Not to ignore the most glaring culprit of this, Deus Ex: Mankind Divided, a game about systematic prejudice and the ways in which fear, misunderstanding and ignorance can be used to build a segregated society, which had a straight white man as its protagonist. Adam Jensen wasn’t a bad character but it feels a little hollow to have the main character tick every single box on the privilege check sheet.
Characters in video games and more specifically the protagonist are usually in place as cipher. The are a blank slate that we can project ourselves onto and through them we experience the game. The overriding issue is that the character we are usually given is a straight white male aged between 25 and 45. But lots of us are not that person. Obviously it’s not a case of direct similarity, you could be the most heterosexual white male in the world and still find that you have nothing in common with Duke Nukem. But the casual assumption that most people who play games fit into that demographic is annoying. Because it’s what leads to situations like this, where we’re given a boring, characterless white dude to play as because game writers, and I have no doubt the executives in marketing and publishing who sign their paychecks, assume that’s who we’ll see the most of ourselves in.
Even if you were to discount the notion of seeing myself in a character specifically it’s still frankly ridiculous to suggest that every protagonist would have the same ethnicity, general appearance and sexual orientation. Even if that is exactly how every single gamer looked, video games are about escapism and seeing something new. If my character can summon a giant robot with a mini gun to drop from the sky like an angry sentient Mjolnir then I can probably believe that character might also have a vagina.

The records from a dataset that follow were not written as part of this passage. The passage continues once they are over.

// Copyright (c) 2024 Espresso Systems (espressosys.com)
// This file is part of the Endorsement Client Core.
//

use snafu::ensure;
use std::{collections::BTreeMap, sync::Arc};
use tracing::{debug, warn};

use crate::{
    error::{InsufficientEndorsementsSnafu, Result, SigningSnafu},
    identity::{Signature, SigningIdentity},
    types::{EndorsementResponse, Envelope, Proposal},
};

/// Packs a proposal and its accepted endorsements into a signed envelope.
#[derive(Clone)]
pub struct TransactionAssembler {
    identity: Arc<dyn SigningIdentity>,
}

impl TransactionAssembler {
    pub fn new(identity: Arc<dyn SigningIdentity>) -> Self {
        Self { identity }
    }

    /// Only successful endorsements of this proposal's transaction count, one
    /// per peer. The same inputs always yield the same envelope.
    pub fn assemble(
        &self,
        proposal: &Proposal,
        accepted: &[EndorsementResponse],
        min_endorsements: usize,
    ) -> Result<Envelope> {
        let tx_id = proposal.tx_id();
        let mut by_peer = BTreeMap::new();
        for endorsement in accepted {
            if endorsement.tx_id != tx_id || !endorsement.is_success() {
                warn!(%tx_id, peer = %endorsement.peer_id, "dropping endorsement not valid for this transaction");
                continue;
            }
            by_peer
                .entry(endorsement.peer_id.clone())
                .or_insert_with(|| endorsement.clone());
        }

        let required = min_endorsements.max(1);
        ensure!(
            by_peer.len() >= required,
            InsufficientEndorsementsSnafu {
                tx_id,
                required,
                provided: by_peer.len(),
            }
        );

        let mut envelope = Envelope {
            proposal: proposal.clone(),
            endorsements: by_peer.into_values().collect(),
            signature: Signature::default(),
        };
        envelope.signature = self.identity.sign(&envelope.digest()).map_err(|err| {
            SigningSnafu {
                what: "envelope",
                reason: format!("{err:#}"),
            }
            .build()
        })?;

        debug!(
            %tx_id,
            endorsements = envelope.endorsements.len(),
            "assembled envelope"
        );
        Ok(envelope)
    }
}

I’m getting distracted by semantics, but the point is that Titanfall 2 is better than it has any right to be. It’s a smart, slick shooter that succeeds where competitors like Call of Duty fail. But it’s still victim to the same cliches that hobble the genre and the medium as a whole. Storytelling in games has a way to go before it outgrows the cliches that have served it well for the past few years but it’s not a losing battle. Developers, players and publishers can and do get behind more interesting characters. Overwatch is the biggest new IP in recent memory that features a wide cast of characters from literally every continent. Watchdogs 2 and Mafia 3 came out last year and both chose to swap out their previously white bread protagonists for individuals with African American characters. Titanfall 2 succeeds at just about everything it sets out to do. It tells a compelling story with the characters it creates. It’s just a shame that some of those characters weren’t a little bit more compelling.